→ What you have to do: Only lines containing the word "trim" are needed; pull them out of the material.

· · · · · · ·

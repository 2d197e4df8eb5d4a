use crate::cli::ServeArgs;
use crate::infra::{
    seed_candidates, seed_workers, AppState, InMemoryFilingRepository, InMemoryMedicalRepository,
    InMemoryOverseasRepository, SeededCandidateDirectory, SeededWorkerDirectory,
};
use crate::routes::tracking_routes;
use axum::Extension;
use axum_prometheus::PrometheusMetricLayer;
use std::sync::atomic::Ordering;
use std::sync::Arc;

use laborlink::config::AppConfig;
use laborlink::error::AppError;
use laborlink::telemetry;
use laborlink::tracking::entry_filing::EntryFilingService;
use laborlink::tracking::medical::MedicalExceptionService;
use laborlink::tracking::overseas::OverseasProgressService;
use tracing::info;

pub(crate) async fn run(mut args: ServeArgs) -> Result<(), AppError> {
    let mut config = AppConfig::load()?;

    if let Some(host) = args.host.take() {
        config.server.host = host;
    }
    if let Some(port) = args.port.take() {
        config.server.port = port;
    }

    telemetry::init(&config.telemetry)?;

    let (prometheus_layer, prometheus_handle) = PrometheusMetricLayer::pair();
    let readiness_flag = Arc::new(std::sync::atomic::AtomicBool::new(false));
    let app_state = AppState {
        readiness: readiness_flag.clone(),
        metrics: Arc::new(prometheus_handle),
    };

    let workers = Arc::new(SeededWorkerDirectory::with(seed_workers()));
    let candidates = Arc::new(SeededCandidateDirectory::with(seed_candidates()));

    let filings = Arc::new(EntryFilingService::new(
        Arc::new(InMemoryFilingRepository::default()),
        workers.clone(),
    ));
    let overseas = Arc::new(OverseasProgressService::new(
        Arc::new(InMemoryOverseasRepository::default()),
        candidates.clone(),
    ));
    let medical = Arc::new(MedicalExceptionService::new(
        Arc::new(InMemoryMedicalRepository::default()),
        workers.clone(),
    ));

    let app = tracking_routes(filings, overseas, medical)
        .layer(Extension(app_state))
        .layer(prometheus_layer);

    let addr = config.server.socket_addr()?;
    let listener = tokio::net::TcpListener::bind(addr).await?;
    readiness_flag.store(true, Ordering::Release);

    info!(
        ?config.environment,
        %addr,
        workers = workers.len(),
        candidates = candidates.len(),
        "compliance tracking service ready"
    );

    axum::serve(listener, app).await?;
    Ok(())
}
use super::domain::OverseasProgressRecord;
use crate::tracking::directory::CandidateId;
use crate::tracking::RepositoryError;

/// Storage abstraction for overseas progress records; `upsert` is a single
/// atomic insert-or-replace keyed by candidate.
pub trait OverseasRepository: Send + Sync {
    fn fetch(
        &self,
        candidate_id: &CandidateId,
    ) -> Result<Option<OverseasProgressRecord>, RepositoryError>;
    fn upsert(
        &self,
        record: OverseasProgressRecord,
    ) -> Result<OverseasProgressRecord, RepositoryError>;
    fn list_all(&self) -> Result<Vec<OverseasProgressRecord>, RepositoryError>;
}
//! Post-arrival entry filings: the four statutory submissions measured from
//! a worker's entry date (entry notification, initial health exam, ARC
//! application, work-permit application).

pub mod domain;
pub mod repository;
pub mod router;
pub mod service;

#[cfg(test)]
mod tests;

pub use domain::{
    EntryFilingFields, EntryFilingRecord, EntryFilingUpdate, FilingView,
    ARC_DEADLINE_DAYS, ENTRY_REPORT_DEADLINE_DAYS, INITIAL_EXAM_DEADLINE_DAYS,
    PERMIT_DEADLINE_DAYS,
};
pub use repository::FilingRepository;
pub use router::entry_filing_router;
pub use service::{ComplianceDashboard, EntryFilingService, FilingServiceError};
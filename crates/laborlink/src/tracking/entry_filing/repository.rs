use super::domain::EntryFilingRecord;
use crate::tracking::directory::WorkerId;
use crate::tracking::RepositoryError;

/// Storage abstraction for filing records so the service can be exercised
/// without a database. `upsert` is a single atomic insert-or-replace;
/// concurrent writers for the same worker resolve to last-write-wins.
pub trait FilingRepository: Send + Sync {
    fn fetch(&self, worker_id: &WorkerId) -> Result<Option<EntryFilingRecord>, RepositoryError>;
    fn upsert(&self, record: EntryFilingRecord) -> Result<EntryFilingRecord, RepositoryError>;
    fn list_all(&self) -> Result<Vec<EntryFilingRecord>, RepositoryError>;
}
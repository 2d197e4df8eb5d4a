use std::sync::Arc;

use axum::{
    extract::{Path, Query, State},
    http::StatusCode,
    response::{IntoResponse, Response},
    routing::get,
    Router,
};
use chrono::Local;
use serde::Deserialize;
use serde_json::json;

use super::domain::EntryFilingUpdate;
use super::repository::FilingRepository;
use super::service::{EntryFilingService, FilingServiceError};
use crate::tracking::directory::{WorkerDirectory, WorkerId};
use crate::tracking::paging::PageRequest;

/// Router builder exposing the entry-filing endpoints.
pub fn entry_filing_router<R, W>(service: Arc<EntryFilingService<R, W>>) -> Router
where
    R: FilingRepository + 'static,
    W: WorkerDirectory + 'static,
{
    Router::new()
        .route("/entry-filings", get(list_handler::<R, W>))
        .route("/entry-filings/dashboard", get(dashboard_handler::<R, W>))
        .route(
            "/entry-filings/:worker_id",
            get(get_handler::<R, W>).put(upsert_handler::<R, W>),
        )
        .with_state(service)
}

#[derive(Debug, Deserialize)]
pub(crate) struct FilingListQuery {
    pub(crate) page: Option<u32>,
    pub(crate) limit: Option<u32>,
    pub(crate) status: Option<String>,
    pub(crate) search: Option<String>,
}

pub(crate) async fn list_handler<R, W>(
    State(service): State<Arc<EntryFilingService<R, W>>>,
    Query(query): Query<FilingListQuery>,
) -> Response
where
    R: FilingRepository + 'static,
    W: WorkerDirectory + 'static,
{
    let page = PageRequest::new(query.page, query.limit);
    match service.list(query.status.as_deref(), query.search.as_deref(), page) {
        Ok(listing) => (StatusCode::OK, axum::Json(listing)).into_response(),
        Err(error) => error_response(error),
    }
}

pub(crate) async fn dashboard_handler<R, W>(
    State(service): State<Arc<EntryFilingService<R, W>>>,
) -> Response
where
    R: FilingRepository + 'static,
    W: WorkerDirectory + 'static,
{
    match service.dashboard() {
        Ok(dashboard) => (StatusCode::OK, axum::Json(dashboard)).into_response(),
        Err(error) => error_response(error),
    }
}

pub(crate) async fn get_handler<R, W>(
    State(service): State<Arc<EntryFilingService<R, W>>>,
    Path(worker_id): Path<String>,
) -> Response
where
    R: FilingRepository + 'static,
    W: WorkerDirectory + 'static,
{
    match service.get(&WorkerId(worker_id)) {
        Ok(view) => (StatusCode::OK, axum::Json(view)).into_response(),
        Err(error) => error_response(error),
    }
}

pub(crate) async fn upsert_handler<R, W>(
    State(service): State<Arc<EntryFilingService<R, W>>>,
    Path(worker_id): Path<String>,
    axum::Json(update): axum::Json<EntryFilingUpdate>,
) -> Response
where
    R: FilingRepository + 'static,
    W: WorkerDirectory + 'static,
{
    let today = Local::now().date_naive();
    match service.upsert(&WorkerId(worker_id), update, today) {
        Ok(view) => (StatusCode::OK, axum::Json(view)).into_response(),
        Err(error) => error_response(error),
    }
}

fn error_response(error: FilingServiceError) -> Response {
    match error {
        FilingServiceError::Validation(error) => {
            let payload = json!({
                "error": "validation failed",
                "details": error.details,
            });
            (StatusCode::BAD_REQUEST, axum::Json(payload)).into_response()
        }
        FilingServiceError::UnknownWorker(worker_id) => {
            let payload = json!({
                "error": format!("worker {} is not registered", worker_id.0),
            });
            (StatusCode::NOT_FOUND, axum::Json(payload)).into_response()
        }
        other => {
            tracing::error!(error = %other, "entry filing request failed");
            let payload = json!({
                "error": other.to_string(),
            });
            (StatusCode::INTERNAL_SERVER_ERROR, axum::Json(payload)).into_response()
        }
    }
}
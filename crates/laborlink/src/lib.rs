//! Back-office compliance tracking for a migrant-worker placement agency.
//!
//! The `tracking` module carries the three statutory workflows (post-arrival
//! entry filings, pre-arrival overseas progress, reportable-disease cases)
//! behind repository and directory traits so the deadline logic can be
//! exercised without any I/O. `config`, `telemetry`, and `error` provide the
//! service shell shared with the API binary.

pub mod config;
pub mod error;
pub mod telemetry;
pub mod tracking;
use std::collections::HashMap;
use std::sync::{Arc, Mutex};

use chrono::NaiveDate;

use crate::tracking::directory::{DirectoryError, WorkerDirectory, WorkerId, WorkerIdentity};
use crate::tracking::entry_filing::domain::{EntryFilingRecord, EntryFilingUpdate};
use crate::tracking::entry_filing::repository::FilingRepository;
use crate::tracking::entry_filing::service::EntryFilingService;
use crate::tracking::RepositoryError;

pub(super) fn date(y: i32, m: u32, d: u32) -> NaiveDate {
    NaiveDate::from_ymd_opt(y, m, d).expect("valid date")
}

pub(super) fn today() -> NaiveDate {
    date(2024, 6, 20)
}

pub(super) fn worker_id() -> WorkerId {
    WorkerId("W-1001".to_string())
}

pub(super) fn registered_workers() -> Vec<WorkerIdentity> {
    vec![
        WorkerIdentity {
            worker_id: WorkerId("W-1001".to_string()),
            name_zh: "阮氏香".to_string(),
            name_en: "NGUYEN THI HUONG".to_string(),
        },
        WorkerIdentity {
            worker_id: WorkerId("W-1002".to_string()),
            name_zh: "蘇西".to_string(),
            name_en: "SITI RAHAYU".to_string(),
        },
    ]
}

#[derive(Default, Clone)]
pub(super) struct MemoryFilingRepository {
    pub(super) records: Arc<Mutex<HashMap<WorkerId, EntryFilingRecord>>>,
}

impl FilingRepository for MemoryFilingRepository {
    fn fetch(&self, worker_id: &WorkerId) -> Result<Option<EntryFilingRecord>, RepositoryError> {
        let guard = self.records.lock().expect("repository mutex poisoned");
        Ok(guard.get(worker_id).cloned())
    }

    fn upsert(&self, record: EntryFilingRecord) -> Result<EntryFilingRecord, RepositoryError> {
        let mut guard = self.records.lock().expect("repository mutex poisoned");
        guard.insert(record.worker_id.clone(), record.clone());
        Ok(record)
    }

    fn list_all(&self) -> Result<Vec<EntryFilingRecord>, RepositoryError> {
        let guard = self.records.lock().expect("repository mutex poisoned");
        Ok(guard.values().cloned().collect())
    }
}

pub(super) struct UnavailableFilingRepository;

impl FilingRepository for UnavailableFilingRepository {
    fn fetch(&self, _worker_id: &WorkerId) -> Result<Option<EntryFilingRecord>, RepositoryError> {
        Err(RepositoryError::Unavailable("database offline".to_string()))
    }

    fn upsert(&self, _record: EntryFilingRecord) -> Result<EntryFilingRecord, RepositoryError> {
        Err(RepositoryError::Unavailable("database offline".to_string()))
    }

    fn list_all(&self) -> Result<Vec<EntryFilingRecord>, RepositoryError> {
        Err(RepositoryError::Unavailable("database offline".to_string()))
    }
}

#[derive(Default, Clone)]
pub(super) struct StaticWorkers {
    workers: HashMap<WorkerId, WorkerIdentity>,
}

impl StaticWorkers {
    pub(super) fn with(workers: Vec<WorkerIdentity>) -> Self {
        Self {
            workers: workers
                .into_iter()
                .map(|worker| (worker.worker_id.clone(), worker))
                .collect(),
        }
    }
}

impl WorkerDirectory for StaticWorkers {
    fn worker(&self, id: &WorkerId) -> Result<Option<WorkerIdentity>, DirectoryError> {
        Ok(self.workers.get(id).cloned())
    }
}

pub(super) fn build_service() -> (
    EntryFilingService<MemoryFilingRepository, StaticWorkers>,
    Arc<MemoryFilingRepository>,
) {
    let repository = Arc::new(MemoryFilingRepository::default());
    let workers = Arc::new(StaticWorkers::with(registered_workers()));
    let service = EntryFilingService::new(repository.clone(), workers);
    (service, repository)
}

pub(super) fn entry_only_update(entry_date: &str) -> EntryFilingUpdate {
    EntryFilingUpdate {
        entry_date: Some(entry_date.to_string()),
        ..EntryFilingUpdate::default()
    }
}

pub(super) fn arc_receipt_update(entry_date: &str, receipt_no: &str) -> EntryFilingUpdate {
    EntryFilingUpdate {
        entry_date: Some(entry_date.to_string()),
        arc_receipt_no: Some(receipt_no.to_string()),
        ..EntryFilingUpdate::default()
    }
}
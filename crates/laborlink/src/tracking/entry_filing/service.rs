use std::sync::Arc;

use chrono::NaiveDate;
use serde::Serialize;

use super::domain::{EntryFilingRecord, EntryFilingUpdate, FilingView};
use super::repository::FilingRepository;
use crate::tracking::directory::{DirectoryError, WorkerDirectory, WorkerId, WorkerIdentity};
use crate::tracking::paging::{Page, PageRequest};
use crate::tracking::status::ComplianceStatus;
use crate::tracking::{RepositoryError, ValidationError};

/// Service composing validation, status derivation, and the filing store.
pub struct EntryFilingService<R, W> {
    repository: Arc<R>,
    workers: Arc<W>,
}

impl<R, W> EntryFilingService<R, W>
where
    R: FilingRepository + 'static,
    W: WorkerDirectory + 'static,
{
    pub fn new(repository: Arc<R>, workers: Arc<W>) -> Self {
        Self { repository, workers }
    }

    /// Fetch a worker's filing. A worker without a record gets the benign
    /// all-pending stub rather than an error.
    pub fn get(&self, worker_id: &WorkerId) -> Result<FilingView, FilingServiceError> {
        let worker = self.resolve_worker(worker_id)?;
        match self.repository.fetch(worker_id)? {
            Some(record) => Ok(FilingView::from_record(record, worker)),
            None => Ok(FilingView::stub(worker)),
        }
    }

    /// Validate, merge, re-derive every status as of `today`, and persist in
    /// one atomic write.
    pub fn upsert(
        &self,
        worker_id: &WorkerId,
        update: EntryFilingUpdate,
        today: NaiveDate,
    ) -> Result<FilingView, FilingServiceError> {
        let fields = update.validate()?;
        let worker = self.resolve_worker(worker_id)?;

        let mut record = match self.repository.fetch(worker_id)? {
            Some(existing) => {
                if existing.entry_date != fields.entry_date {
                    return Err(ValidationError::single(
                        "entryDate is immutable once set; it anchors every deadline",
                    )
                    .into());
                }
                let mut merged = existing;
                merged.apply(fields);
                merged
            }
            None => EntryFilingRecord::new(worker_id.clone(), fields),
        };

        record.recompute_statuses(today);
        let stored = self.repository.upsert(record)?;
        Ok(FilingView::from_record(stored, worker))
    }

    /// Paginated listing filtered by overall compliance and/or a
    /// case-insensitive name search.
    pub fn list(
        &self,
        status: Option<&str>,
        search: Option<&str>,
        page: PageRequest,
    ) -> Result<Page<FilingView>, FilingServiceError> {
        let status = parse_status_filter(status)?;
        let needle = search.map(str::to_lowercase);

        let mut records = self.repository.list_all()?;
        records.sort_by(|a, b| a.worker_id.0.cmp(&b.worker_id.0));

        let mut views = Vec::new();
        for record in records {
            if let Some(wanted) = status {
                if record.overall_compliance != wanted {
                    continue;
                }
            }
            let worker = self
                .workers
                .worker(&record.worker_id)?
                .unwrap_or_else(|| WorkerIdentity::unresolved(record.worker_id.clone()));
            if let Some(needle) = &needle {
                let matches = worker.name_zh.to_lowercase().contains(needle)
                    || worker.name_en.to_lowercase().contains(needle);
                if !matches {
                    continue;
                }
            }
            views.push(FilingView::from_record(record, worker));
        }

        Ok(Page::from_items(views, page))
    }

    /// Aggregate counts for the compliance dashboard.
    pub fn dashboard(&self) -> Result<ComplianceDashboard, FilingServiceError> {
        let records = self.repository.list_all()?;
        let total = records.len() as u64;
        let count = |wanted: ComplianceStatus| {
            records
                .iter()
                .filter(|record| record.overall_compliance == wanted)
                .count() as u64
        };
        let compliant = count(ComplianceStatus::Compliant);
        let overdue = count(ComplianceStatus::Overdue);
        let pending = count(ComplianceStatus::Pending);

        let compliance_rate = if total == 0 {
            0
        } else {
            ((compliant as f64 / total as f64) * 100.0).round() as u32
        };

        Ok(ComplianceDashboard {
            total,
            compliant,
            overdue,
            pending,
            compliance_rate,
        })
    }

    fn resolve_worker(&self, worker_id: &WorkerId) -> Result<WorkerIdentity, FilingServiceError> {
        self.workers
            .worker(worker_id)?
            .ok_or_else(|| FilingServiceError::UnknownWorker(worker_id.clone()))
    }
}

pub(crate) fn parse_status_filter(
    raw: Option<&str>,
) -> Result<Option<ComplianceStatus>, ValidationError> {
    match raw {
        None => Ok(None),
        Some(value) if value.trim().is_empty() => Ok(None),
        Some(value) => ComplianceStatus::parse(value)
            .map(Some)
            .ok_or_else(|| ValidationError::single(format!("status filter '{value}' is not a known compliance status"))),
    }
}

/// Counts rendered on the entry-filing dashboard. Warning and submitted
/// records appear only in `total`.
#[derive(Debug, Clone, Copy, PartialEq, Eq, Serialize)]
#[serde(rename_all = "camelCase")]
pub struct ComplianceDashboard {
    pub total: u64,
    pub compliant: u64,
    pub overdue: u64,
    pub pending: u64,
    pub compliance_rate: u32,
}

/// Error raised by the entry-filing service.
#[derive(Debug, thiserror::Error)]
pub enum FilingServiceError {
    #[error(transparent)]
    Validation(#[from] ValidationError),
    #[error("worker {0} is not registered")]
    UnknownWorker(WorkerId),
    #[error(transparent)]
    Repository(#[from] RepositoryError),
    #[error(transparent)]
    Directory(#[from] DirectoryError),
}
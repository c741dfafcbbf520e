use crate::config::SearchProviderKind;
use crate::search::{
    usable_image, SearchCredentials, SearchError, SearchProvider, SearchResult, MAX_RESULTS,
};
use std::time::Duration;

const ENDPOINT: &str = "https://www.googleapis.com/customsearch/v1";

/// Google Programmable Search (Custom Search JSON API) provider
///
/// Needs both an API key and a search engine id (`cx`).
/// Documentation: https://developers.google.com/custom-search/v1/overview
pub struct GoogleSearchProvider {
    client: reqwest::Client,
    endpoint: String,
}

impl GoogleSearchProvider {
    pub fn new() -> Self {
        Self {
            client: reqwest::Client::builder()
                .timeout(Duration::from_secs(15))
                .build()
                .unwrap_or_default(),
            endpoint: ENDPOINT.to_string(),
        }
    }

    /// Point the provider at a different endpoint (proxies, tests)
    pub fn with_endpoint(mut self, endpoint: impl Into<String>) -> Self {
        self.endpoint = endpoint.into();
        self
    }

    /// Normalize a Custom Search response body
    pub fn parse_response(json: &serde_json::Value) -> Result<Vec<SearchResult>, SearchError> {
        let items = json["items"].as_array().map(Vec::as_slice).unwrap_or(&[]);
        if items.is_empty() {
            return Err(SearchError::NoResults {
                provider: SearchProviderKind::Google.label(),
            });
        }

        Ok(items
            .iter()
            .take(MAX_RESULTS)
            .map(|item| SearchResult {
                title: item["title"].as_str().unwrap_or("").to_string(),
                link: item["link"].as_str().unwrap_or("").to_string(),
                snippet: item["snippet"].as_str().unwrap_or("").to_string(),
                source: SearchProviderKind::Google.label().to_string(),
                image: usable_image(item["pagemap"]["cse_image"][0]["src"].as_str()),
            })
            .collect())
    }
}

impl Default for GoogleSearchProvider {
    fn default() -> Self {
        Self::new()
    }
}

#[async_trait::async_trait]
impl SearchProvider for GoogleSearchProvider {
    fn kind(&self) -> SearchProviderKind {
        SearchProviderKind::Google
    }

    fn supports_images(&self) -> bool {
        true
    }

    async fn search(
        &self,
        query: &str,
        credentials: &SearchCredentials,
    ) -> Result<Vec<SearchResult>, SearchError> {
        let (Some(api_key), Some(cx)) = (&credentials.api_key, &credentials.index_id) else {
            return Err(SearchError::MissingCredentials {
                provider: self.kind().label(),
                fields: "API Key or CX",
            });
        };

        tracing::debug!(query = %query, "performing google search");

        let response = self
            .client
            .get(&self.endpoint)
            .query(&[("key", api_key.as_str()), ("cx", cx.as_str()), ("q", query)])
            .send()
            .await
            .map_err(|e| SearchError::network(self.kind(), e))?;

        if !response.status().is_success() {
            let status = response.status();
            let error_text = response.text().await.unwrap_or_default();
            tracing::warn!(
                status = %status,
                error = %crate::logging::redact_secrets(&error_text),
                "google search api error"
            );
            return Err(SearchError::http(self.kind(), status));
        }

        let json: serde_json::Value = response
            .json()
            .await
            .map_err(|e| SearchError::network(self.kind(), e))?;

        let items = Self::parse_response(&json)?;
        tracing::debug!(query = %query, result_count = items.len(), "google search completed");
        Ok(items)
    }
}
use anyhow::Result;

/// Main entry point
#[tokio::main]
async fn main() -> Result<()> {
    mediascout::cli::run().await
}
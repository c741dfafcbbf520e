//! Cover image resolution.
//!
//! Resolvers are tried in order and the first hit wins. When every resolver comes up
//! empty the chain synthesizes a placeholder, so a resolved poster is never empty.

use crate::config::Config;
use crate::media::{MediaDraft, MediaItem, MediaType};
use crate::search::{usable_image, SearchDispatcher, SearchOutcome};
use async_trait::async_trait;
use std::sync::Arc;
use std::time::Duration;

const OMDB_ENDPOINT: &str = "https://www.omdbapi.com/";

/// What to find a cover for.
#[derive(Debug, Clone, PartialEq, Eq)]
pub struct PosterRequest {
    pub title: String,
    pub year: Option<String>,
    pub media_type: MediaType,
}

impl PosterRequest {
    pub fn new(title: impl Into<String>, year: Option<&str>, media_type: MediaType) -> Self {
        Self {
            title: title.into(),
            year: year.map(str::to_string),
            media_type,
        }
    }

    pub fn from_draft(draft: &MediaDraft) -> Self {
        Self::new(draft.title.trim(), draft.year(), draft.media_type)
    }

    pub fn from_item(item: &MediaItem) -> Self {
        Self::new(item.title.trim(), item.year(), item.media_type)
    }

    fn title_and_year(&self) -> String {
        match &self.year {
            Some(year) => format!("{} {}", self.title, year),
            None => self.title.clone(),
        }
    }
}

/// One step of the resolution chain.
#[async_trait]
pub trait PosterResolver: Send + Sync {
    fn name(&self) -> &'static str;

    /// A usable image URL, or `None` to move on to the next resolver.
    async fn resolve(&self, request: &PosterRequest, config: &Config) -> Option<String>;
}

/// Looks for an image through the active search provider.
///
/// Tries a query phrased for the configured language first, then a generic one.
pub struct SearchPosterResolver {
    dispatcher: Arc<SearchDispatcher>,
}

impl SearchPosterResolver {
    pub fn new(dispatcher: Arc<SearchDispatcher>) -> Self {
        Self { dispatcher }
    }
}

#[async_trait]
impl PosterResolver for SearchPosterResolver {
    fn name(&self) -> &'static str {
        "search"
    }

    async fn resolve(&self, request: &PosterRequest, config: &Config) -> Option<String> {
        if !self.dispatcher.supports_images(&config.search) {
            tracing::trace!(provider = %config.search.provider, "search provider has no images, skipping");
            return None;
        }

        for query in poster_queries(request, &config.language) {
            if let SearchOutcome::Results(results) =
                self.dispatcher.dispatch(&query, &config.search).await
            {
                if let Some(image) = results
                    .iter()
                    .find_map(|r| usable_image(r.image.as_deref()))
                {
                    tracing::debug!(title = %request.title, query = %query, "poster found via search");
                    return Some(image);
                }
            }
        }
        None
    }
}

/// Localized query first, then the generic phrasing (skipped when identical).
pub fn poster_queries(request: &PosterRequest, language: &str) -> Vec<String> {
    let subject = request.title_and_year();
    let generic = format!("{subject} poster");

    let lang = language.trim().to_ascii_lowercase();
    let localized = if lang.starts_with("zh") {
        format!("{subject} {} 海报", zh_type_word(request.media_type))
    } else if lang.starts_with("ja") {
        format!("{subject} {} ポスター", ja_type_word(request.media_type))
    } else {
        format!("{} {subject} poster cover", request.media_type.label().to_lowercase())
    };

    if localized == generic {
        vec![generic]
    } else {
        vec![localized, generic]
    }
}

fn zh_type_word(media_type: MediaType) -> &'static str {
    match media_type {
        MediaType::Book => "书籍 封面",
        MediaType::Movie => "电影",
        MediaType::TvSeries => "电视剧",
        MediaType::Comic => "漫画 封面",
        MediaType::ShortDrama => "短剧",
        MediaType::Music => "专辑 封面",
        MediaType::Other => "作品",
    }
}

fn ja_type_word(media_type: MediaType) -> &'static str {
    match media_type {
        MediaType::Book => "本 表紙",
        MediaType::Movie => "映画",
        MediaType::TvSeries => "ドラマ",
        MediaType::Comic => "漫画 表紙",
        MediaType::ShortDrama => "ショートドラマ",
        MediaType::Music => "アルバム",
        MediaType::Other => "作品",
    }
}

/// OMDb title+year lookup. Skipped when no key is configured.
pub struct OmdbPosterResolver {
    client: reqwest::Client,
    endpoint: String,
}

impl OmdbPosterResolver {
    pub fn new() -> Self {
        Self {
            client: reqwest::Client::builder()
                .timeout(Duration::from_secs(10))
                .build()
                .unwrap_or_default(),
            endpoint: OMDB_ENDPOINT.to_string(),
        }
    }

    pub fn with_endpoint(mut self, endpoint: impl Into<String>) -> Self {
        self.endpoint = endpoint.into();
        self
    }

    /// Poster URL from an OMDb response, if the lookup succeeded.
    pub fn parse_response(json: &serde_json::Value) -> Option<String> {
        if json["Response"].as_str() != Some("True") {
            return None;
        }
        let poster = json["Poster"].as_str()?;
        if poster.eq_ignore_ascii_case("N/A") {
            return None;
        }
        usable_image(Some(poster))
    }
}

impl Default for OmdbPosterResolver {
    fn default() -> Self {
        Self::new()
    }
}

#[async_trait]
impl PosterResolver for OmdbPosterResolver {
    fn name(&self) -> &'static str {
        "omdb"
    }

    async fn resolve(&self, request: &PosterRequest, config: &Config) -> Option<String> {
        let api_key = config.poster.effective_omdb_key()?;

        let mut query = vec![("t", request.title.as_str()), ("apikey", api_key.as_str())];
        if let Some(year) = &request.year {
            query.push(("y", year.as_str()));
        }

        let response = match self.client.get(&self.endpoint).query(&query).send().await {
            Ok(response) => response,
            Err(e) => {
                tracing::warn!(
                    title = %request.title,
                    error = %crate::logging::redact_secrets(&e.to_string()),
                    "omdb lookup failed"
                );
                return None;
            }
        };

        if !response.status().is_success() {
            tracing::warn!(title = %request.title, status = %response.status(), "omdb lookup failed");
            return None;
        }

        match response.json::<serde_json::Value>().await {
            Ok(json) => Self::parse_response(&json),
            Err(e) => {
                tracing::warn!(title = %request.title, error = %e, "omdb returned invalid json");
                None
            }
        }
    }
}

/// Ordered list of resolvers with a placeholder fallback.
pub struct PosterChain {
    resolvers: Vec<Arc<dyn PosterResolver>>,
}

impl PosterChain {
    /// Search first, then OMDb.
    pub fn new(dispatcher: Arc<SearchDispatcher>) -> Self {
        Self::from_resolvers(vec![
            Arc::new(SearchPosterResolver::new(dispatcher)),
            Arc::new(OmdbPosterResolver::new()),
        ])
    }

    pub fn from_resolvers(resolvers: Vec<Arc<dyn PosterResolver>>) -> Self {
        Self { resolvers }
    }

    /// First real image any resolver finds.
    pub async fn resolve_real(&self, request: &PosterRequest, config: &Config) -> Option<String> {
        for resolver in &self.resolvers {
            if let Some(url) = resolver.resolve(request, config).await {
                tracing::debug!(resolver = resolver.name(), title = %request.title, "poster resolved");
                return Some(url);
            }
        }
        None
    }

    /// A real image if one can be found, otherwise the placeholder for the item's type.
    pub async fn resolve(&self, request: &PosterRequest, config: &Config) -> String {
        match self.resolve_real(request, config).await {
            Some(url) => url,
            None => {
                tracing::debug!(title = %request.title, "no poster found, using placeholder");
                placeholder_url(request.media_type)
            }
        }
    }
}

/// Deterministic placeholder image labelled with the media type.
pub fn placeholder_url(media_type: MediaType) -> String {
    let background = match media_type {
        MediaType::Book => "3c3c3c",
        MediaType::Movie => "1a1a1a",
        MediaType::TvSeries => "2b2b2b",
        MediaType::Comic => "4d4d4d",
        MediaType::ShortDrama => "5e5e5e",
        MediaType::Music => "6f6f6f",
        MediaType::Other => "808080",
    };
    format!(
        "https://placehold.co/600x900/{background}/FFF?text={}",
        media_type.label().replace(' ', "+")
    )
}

· · · · · · ·

→ Reply:
        Some(value) if value.trim().is_empty() => Ok(None),
        Self::new(draft.title.trim(), draft.year(), draft.media_type)
        Self::new(item.title.trim(), item.year(), item.media_type)
    let lang = language.trim().to_ascii_lowercase();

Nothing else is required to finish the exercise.